Baru-baru ini, saya mengunjungi Kashmir, wilayah sengketa yang terjepit di antara Asia Selatan, India, dan Pakistan. Dari kehadiran angkatan bersenjata India yang kuat hingga penutupan seluruh kota, inilah yang saya lihat saat menghabiskan seminggu di salah satu zona paling termiliterisasi di dunia.
'Jadi, michya ye pasand berarti 'Saya suka ini' dalam bahasa Kashmir, kan?' Saya bertanya kepada ibu saya ketika penerbangan kami turun ke bandara Sheikh Ul Alam Srinagar.
Saya telah melatih bahasa Kashmir saya selama penerbangan untuk berbaur dengan penduduk setempat – dan untuk meningkatkan kemungkinan mendapatkan diskon di pasar lokal.
Saya berasumsi menjadi orang Kashmir akan memberi saya keunggulan tertentu dalam menguasai aksen, tetapi sepertinya upaya saya yang tidak bersalah untuk terdengar seperti penutur asli dipanggil karena dugaan perampasan budaya oleh saudara perempuan saya.
Bagaimanapun, saat dalam penerbangan, saya membayangkan diri saya pergi naik perahu di Danau Dal, menikmati pemandangan yang tenang dari kereta gantung Gulmarg, dan menikmati wazwan multi-kursus tradisional.
Ketika saya mendarat di bandara Srinagar, saya mengetahui bahwa itu juga berfungsi sebagai pangkalan udara pertahanan, artinya keamanan sangat ketat dan luar biasa. Sedikit yang saya tahu bahwa ini hanya sekilas dari militerisasi yang akan saya saksikan.
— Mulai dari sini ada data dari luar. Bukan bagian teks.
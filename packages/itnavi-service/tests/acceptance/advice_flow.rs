use itnavi_service::AdviceRequest;
use itnavi_storage::qdrant::EntityClass;

use super::{build_service, seed_case, stub_providers, test_config, test_db, test_qdrant_url};

const DIM: u32 = 8;

#[tokio::test]
#[ignore = "Requires external Postgres. Set ITNAVI_PG_DSN to run."]
async fn disabled_completion_degrades_to_placeholders() {
	let Some(test_db) = test_db().await else {
		eprintln!(
			"Skipping disabled_completion_degrades_to_placeholders; set ITNAVI_PG_DSN to run this test."
		);

		return;
	};
	let mut cfg = test_config(
		test_db.dsn().to_string(),
		"http://127.0.0.1:6334".to_string(),
		DIM,
		test_db.collection_name("talent"),
		test_db.collection_name("case"),
	);

	cfg.providers.completion.enabled = false;
	// No index exists either; the flow must still answer.
	cfg.providers.embedding.enabled = false;

	let service =
		build_service(cfg, stub_providers(DIM, "")).await.expect("Failed to build service.");
	let response =
		service.advise(AdviceRequest::default()).await.expect("Degraded advise must not error.");

	assert_eq!(response.advice, "アドバイス(Sample)");
	assert_eq!(response.retrieval_query, "いい感じの事例を抽出してください");
	assert!(response.cases.is_empty());
	assert_eq!(response.search_id_sub, 1);
	test_db.cleanup().await.expect("Failed to cleanup test database.");
}

#[tokio::test]
#[ignore = "Requires external Postgres and Qdrant. Set ITNAVI_PG_DSN and ITNAVI_QDRANT_URL to run."]
async fn advice_extracts_markers_and_retrieves_cases() {
	let Some(test_db) = test_db().await else {
		eprintln!(
			"Skipping advice_extracts_markers_and_retrieves_cases; set ITNAVI_PG_DSN to run this test."
		);

		return;
	};
	let Some(qdrant_url) = test_qdrant_url() else {
		eprintln!(
			"Skipping advice_extracts_markers_and_retrieves_cases; set ITNAVI_QDRANT_URL to run this test."
		);

		return;
	};
	let cfg = test_config(
		test_db.dsn().to_string(),
		qdrant_url,
		DIM,
		test_db.collection_name("talent"),
		test_db.collection_name("case"),
	);
	let output = "\
前置きです。
<<START_ADVICE>>
まずは受発注業務の現状を棚卸ししましょう。
<<END_ADVICE>>
<<START_PROMPT>>
受発注業務のデジタル化事例
<<END_PROMPT>>";
	let service =
		build_service(cfg, stub_providers(DIM, output)).await.expect("Failed to build service.");

	seed_case(&service.db.pool, 1, "受発注DX", "受発注業務をデジタル化した事例").await;
	seed_case(&service.db.pool, 2, "在庫可視化", "在庫情報をリアルタイム化した事例").await;
	service.build_index(EntityClass::Case, true).await.expect("Failed to build case index.");

	let request = AdviceRequest {
		timing: Some("導入検討".to_string()),
		domain: Some("業務効率化".to_string()),
		free_word: None,
	};
	let response = service.advise(request).await.expect("Failed to advise.");

	assert_eq!(response.advice, "まずは受発注業務の現状を棚卸ししましょう。");
	assert_eq!(response.retrieval_query, "受発注業務のデジタル化事例");
	assert!(!response.cases.is_empty());
	assert!(response.cases.len() <= 4);

	// Retrieved documents parse back into structured case fields.
	let first = &response.cases[0];

	assert!(!first.id.is_empty());
	assert!(!first.title.is_empty());
	test_db.cleanup().await.expect("Failed to cleanup test database.");
}

#[tokio::test]
#[ignore = "Requires external Postgres and Qdrant. Set ITNAVI_PG_DSN and ITNAVI_QDRANT_URL to run."]
async fn markerless_output_falls_back_to_placeholders() {
	let Some(test_db) = test_db().await else {
		eprintln!(
			"Skipping markerless_output_falls_back_to_placeholders; set ITNAVI_PG_DSN to run this test."
		);

		return;
	};
	let Some(qdrant_url) = test_qdrant_url() else {
		eprintln!(
			"Skipping markerless_output_falls_back_to_placeholders; set ITNAVI_QDRANT_URL to run this test."
		);

		return;
	};
	let cfg = test_config(
		test_db.dsn().to_string(),
		qdrant_url,
		DIM,
		test_db.collection_name("talent"),
		test_db.collection_name("case"),
	);
	let service = build_service(cfg, stub_providers(DIM, "マーカーのない出力"))
		.await
		.expect("Failed to build service.");

	seed_case(&service.db.pool, 1, "受発注DX", "受発注業務をデジタル化した事例").await;
	service.build_index(EntityClass::Case, true).await.expect("Failed to build case index.");

	let response =
		service.advise(AdviceRequest::default()).await.expect("Fallback advise must not error.");

	assert_eq!(response.advice, "アドバイス(Sample)");
	assert_eq!(response.retrieval_query, "いい感じの事例を抽出してください");
	test_db.cleanup().await.expect("Failed to cleanup test database.");
}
Sejak awal saya tahu bahwa, meskipun saya hanya ingin fokus menikmati liburan saya, saya tidak bisa menutup mata terhadap situasi politik karena hal itu sangat berdampak pada kehidupan sehari-hari masyarakat.
Apakah itu kerabat yang saya kunjungi atau penduduk yang berinteraksi dengan saya, krisis politik tampaknya menjadi satu-satunya hal yang ingin dibicarakan orang Kashmir.
Mengapa Kashmir dimiliterisasi?
Sebelum saya melanjutkan, inilah pelajaran sejarah singkat untuk membuat Anda mengetahui dasar-dasar Kashmir: itu adalah wilayah merdeka hingga 1947, ketika memutuskan untuk bergabung dengan India setelah invasi oleh Pakistan.
Tahun itu, India dan Pakistan berperang dan mengambil kendali atas berbagai bagian lembah setelahnya.
Kashmir yang dikelola India memperoleh status semi-otonom saat itu yang memungkinkannya memiliki kebebasan untuk memiliki bendera dan Konstitusinya sendiri.
Namun, karena meningkatnya pemberontakan lintas batas dari Pakistan, pemerintah India menyetujui kehadiran militer yang sangat tinggi di wilayah tersebut, dengan warga Kashmir mengeluhkan pelanggaran hak asasi manusia yang parah.
Dalam 2019, pemerintah India menghapus status khusus yang diberikan kepada lembah itu dan menempatkan banyak pemimpin politik di bawah tahanan rumah.
Setelah ini, pandemi melanda. Kashmir yang telah menjadi sasaran sesekali kuncian dikurung di rumah mereka lagi, kali ini secara lebih permanen.
Bagi sebagian dari Anda yang belum banyak mendengar tentang lembah ini, lembah ini juga dikenal sebagai 'Surga di Bumi' berkat keindahan alamnya.
Setiap kali saya melihat ke luar jendela mobil saya untuk menghargai keindahan Danau Dal, Hari Parbat, dan pegunungan di sekitar Gerbang Dal, saya akan melihat petugas bersenjata yang ditempatkan setiap 500 meter atau lebih.
Kami sedang dalam perjalanan ke Baramulla dari Srinagar ketika kami terjebak dalam kemacetan lalu lintas. Semua kendaraan dihentikan untuk memungkinkan konvoi tentara bergerak. Entah bagaimana ini tampak seperti kesempatan yang sempurna bagi keluarga saya untuk memulai diskusi tentang krisis keamanan regional.
Sementara semua orang bertukar argumen panas, saya melihat sepupu saya duduk dengan tenang di belakang, hampir tidak terganggu oleh percakapan yang sedang berlangsung. Saya bertanya kepadanya apa pendapatnya tentang pembunuhan di luar proses hukum di sini. Tanggapannya, dengan cara yang paling santai adalah: 'Woh toh har din hota hai' (Itu terjadi di sini setiap hari).
Saya tercengang dan tidak banyak bicara selama sisa perjalanan. Memikirkan bahwa penaklukan seperti itu dapat dinormalisasi sejauh ini sangat menakutkan.